J. G. Vaughan was a botanist who worked at the interface of plants and food. An expert on the structure and composition of seeds, he pioneered the use of seed chemistry as a tool for classifying plants. After his retirement, he co- authored two widely praised and beautifully illustrated books. The first of these, published in 1997, was The New Oxford Book of Food Plants by Vaughan and Catherine Geissler, his nutritionist colleague at King's College London. This became an immediate success, establishing itself as a major work in the field, and the authors were working on a new edition. This book was followed in 2003 by another success, The Oxford Book of Health Foods, co-authored with Pat Judd.
Born in Merthyr Tydfil in 1926 (and very proud of his Welsh heritage), John Griffith Vaughan attended Cyfarthfa Park Grammar School, from which he went to Manchester University to study Botany. Following graduation, he spent a short time as a schoolteacher and then moved into higher education as lecturer in botany at the then Chelsea Polytechnic which was associated with London University. In 1958 he was appointed as lecturer in the Department of Biology at Queen Elizabeth College, a college of the university which was beginning its expansion into the teaching of degrees that included botany as an option. He initiated the degree courses in botany and during the growth of the department he remained for several years as the senior botanist, eventually becoming Reader.
His early research was on the cellular structure of stem apices, but after his appointment at Queen Elizabeth College he established research programmes in two main areas - chemotaxonomy of plants (the use of the chemicals they contain as an aid in their classification) and seed structure and composition. The two were in fact closely related as Vaughan chose the analysis of seed proteins as a taxonomic tool. Among the first to use the newly developing electrophoretic methods for the separation and partial characterisation of proteins, he applied this technique to detailed studies of the taxonomic relationships among several Brassica species, for example mustard, rapeseed and cabbage types, based on the identification of the different storage and other proteins of their seeds.
He built up a team of research students and colleagues investigating the taxonomy of a range of species, mostly by the use of chemical methods, whose research was published in a large collection of scientific papers. Because of his reputation in the field, he was commissioned to act as senior editor of several books including Seed Proteins (1983) and The Biology and Chemistry of the Cruciferae (1976).
At the time that the chemotaxonomic programme began he also initiated an ambitious project on the anatomy of oilseeds, both those of major commercial importance in the world oilseed economy and the minor species that may have little impact internationally but are of great local importance. This work culminated in the publication in 1970 of The Structure and Utilization of Oil Seeds, which rapidly became the standard work on the subject and remains as the major reference on oilseed structure. For this substantial body of research and scholarship he was awarded the DSc degree by Manchester University.

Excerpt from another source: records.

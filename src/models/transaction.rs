//! Transaction model
//!
//! A transaction is a single signed monetary movement with a date and a
//! list of participants. The two concrete kinds are expenses (money spent,
//! tagged with a category) and income (money received, tagged with a
//! source), expressed as variants of a single tagged type.

use chrono::NaiveDate;
use serde::{Deserialize, Serialize};
use std::fmt;

use super::money::Money;

/// A single monetary movement recorded in the ledger
#[derive(Debug, Clone, Serialize, Deserialize)]
#[serde(tag = "kind", rename_all = "lowercase")]
pub enum Transaction {
    /// Money spent, tagged with a category
    Expense(Expense),
    /// Money received, tagged with a source
    Income(Income),
}

impl Transaction {
    /// The signed amount (income positive, expense non-positive)
    pub fn amount(&self) -> Money {
        match self {
            Self::Expense(e) => e.amount(),
            Self::Income(i) => i.amount(),
        }
    }

    /// The transaction date
    pub fn date(&self) -> NaiveDate {
        match self {
            Self::Expense(e) => e.date(),
            Self::Income(i) => i.date(),
        }
    }

    /// Other parties involved in the transaction
    pub fn participants(&self) -> &[String] {
        match self {
            Self::Expense(e) => e.participants(),
            Self::Income(i) => i.participants(),
        }
    }

    /// The category or source label, depending on the variant
    pub fn label(&self) -> &str {
        match self {
            Self::Expense(e) => e.category(),
            Self::Income(i) => i.source(),
        }
    }

    pub fn is_expense(&self) -> bool {
        matches!(self, Self::Expense(_))
    }

    pub fn is_income(&self) -> bool {
        matches!(self, Self::Income(_))
    }

    /// Borrow the expense record, if this is one
    pub fn as_expense(&self) -> Option<&Expense> {
        match self {
            Self::Expense(e) => Some(e),
            Self::Income(_) => None,
        }
    }
}

impl fmt::Display for Transaction {
    fn fmt(&self, f: &mut fmt::Formatter<'_>) -> fmt::Result {
        write!(
            f,
            "{} {:20} {:>12}",
            self.date().format("%Y-%m-%d"),
            self.label(),
            self.amount().to_string()
        )
    }
}

impl From<Expense> for Transaction {
    fn from(expense: Expense) -> Self {
        Self::Expense(expense)
    }
}

impl From<Income> for Transaction {
    fn from(income: Income) -> Self {
        Self::Income(income)
    }
}

/// Money spent, tagged with a category
///
/// The stored amount is the negation of the construction magnitude, so an
/// expense's amount is never positive.
#[derive(Debug, Clone, Serialize, Deserialize)]
pub struct Expense {
    amount: Money,
    date: NaiveDate,
    category: String,
    #[serde(default)]
    participants: Vec<String>,
}

impl Expense {
    /// Create an expense from a positive magnitude.
    ///
    /// The sign is normalized here: whatever sign the caller passes, the
    /// stored amount is `-magnitude.abs()`.
    pub fn new(magnitude: Money, date: NaiveDate, category: impl Into<String>) -> Self {
        Self {
            amount: -magnitude.abs(),
            date,
            category: category.into(),
            participants: Vec::new(),
        }
    }

    /// Create an expense with participants
    pub fn with_participants(
        magnitude: Money,
        date: NaiveDate,
        category: impl Into<String>,
        participants: Vec<String>,
    ) -> Self {
        let mut expense = Self::new(magnitude, date, category);
        expense.participants = participants;
        expense
    }

    /// The signed amount (always zero or negative)
    pub fn amount(&self) -> Money {
        self.amount
    }

    /// The original positive cost
    pub fn magnitude(&self) -> Money {
        self.amount.abs()
    }

    pub fn date(&self) -> NaiveDate {
        self.date
    }

    pub fn category(&self) -> &str {
        &self.category
    }

    pub fn participants(&self) -> &[String] {
        &self.participants
    }

    /// Validate the expense
    pub fn validate(&self) -> Result<(), TransactionValidationError> {
        if self.category.trim().is_empty() {
            return Err(TransactionValidationError::EmptyCategory);
        }
        Ok(())
    }
}

impl fmt::Display for Expense {
    fn fmt(&self, f: &mut fmt::Formatter<'_>) -> fmt::Result {
        write!(
            f,
            "{} {} {}",
            self.date.format("%Y-%m-%d"),
            self.category,
            self.amount
        )
    }
}

/// Money received, tagged with a source
#[derive(Debug, Clone, Serialize, Deserialize)]
pub struct Income {
    amount: Money,
    date: NaiveDate,
    source: String,
    #[serde(default)]
    participants: Vec<String>,
}

impl Income {
    /// Create an income record from a magnitude.
    ///
    /// The stored amount is `magnitude.abs()`, so income is never negative.
    pub fn new(magnitude: Money, date: NaiveDate, source: impl Into<String>) -> Self {
        Self {
            amount: magnitude.abs(),
            date,
            source: source.into(),
            participants: Vec::new(),
        }
    }

    /// Create an income record with participants
    pub fn with_participants(
        magnitude: Money,
        date: NaiveDate,
        source: impl Into<String>,
        participants: Vec<String>,
    ) -> Self {
        let mut income = Self::new(magnitude, date, source);
        income.participants = participants;
        income
    }

    /// The signed amount (always zero or positive)
    pub fn amount(&self) -> Money {
        self.amount
    }

    pub fn date(&self) -> NaiveDate {
        self.date
    }

    pub fn source(&self) -> &str {
        &self.source
    }

    pub fn participants(&self) -> &[String] {
        &self.participants
    }

    /// Validate the income record
    pub fn validate(&self) -> Result<(), TransactionValidationError> {
        if self.source.trim().is_empty() {
            return Err(TransactionValidationError::EmptySource);
        }
        Ok(())
    }
}

impl fmt::Display for Income {
    fn fmt(&self, f: &mut fmt::Formatter<'_>) -> fmt::Result {
        write!(
            f,
            "{} {} {}",
            self.date.format("%Y-%m-%d"),
            self.source,
            self.amount
        )
    }
}

/// Validation errors for transactions
#[derive(Debug, Clone, Copy, PartialEq, Eq)]
pub enum TransactionValidationError {
    EmptyCategory,
    EmptySource,
}

impl fmt::Display for TransactionValidationError {
    fn fmt(&self, f: &mut fmt::Formatter<'_>) -> fmt::Result {
        match self {
            Self::EmptyCategory => write!(f, "Expense category must not be empty"),
            Self::EmptySource => write!(f, "Income source must not be empty"),
        }
    }
}

impl std::error::Error for TransactionValidationError {}

#[cfg(test)]
mod tests {
    use super::*;

    fn date(y: i32, m: u32, d: u32) -> NaiveDate {
        NaiveDate::from_ymd_opt(y, m, d).unwrap()
    }

    #[test]
    fn test_expense_sign_normalization() {
        let e = Expense::new(Money::from_cents(1250), date(2025, 1, 15), "food");
        assert_eq!(e.amount().cents(), -1250);
        assert_eq!(e.magnitude().cents(), 1250);

        // An already-negative input cannot produce a positive amount
        let e = Expense::new(Money::from_cents(-1250), date(2025, 1, 15), "food");
        assert_eq!(e.amount().cents(), -1250);
    }

    #[test]
    fn test_income_sign_normalization() {
        let i = Income::new(Money::from_cents(100_000), date(2025, 1, 1), "salary");
        assert_eq!(i.amount().cents(), 100_000);

        let i = Income::new(Money::from_cents(-100_000), date(2025, 1, 1), "salary");
        assert_eq!(i.amount().cents(), 100_000);
    }

    #[test]
    fn test_participants_are_fresh_per_construction() {
        let mut a = Expense::with_participants(
            Money::from_cents(1000),
            date(2025, 1, 15),
            "food",
            vec!["alex".into()],
        );
        let b = Expense::new(Money::from_cents(1000), date(2025, 1, 15), "food");

        a.participants.push("sam".into());
        assert_eq!(a.participants().len(), 2);
        assert!(b.participants().is_empty());
    }

    #[test]
    fn test_validation() {
        let e = Expense::new(Money::from_cents(1000), date(2025, 1, 15), "food");
        assert!(e.validate().is_ok());

        let e = Expense::new(Money::from_cents(1000), date(2025, 1, 15), "  ");
        assert_eq!(
            e.validate(),
            Err(TransactionValidationError::EmptyCategory)
        );

        let i = Income::new(Money::from_cents(1000), date(2025, 1, 15), "");
        assert_eq!(i.validate(), Err(TransactionValidationError::EmptySource));
    }

    #[test]
    fn test_transaction_accessors() {
        let t: Transaction =
            Expense::new(Money::from_cents(1250), date(2025, 1, 15), "food").into();
        assert!(t.is_expense());
        assert!(!t.is_income());
        assert_eq!(t.amount().cents(), -1250);
        assert_eq!(t.label(), "food");
        assert!(t.as_expense().is_some());

        let t: Transaction =
            Income::new(Money::from_cents(100_000), date(2025, 1, 1), "salary").into();
        assert!(t.is_income());
        assert_eq!(t.amount().cents(), 100_000);
        assert_eq!(t.label(), "salary");
        assert!(t.as_expense().is_none());
    }

    #[test]
    fn test_serialization_round_trip() {
        let t: Transaction = Expense::with_participants(
            Money::from_cents(1250),
            date(2025, 1, 15),
            "food",
            vec!["alex".into(), "sam".into()],
        )
        .into();

        let json = serde_json::to_string(&t).unwrap();
        assert!(json.contains("\"kind\":\"expense\""));

        let back: Transaction = serde_json::from_str(&json).unwrap();
        assert_eq!(back.amount(), t.amount());
        assert_eq!(back.label(), "food");
        assert_eq!(back.participants(), t.participants());
    }

    #[test]
    fn test_display() {
        let e = Expense::new(Money::from_cents(1250), date(2025, 1, 15), "food");
        assert_eq!(format!("{}", e), "2025-01-15 food -$12.50");
    }
}
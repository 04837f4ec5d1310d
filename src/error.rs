//! Custom error types for tally
//!
//! Defines the error hierarchy for the application using thiserror
//! for ergonomic error definitions.

use thiserror::Error;

/// The main error type for tally operations
#[derive(Error, Debug)]
pub enum TallyError {
    /// Configuration-related errors
    #[error("Configuration error: {0}")]
    Config(String),

    /// File I/O errors
    #[error("I/O error: {0}")]
    Io(String),

    /// JSON serialization/deserialization errors
    #[error("JSON error: {0}")]
    Json(String),

    /// YAML serialization errors
    #[error("YAML error: {0}")]
    Yaml(String),

    /// Validation errors for data models
    #[error("Validation error: {0}")]
    Validation(String),

    /// CSV import errors
    #[error("Import error: {0}")]
    Import(String),

    /// Report export errors
    #[error("Export error: {0}")]
    Export(String),

    /// Chart rendering errors
    #[error("Render error: {0}")]
    Render(String),
}

impl TallyError {
    /// Create an import error for a missing CSV column
    pub fn missing_column(name: &str) -> Self {
        Self::Import(format!("required column '{}' not found in header", name))
    }

    /// Check if this is a validation error
    pub fn is_validation(&self) -> bool {
        matches!(self, Self::Validation(_))
    }

    /// Check if this is an import error
    pub fn is_import(&self) -> bool {
        matches!(self, Self::Import(_))
    }
}

// Implement From traits for common error types

impl From<std::io::Error> for TallyError {
    fn from(err: std::io::Error) -> Self {
        Self::Io(err.to_string())
    }
}

impl From<serde_json::Error> for TallyError {
    fn from(err: serde_json::Error) -> Self {
        Self::Json(err.to_string())
    }
}

impl From<serde_yaml::Error> for TallyError {
    fn from(err: serde_yaml::Error) -> Self {
        Self::Yaml(err.to_string())
    }
}

/// Result type alias for tally operations
pub type TallyResult<T> = Result<T, TallyError>;
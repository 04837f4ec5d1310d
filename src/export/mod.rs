//! Export module
//!
//! Breakdown report export in multiple formats:
//! - CSV: spreadsheet-compatible rows
//! - JSON: machine-readable snapshot
//! - YAML: human-readable snapshot

pub mod csv;
pub mod json;
pub mod yaml;

pub use csv::export_breakdown_csv;
pub use json::{export_breakdown_json, BreakdownExport, EXPORT_SCHEMA_VERSION};
pub use yaml::export_breakdown_yaml;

Because of his expertise as a plant anatomist, he was frequently consulted by seed millers and the food industry to identify plant parts in food and animal feed. His courses on the microscopic identification of the ingredients of food and feed were highly valued by the appropriate industries and by those who attended them. His achievements in this area and his classic contributions to seed anatomy were recognised by his appointment in 1986 as Professor of Food Microscopy at Queen Elizabeth College (which became part of King's College London). In the 1990s he further expanded his interests in microscopy as applied in the study of foods and participated in research on wheat-grain components and bread doughs.
After his retirement from King's College in 1991, Vaughan carried out much of the research for his last two books at the Royal Botanic Gardens, Kew, close to his home in Petersham. Kew's gardens provided some of the plants painted specially for The New Oxford Book of Food Plants and its library many of the illustrations for The Oxford Book of Health Foods.
John Vaughan was an excellent teacher of botany, especially of plant anatomy. He was a notably kind, friendly and compassionate man. His influence remains in the many undergraduate and graduate students who have gone on to distinguished careers in science and education.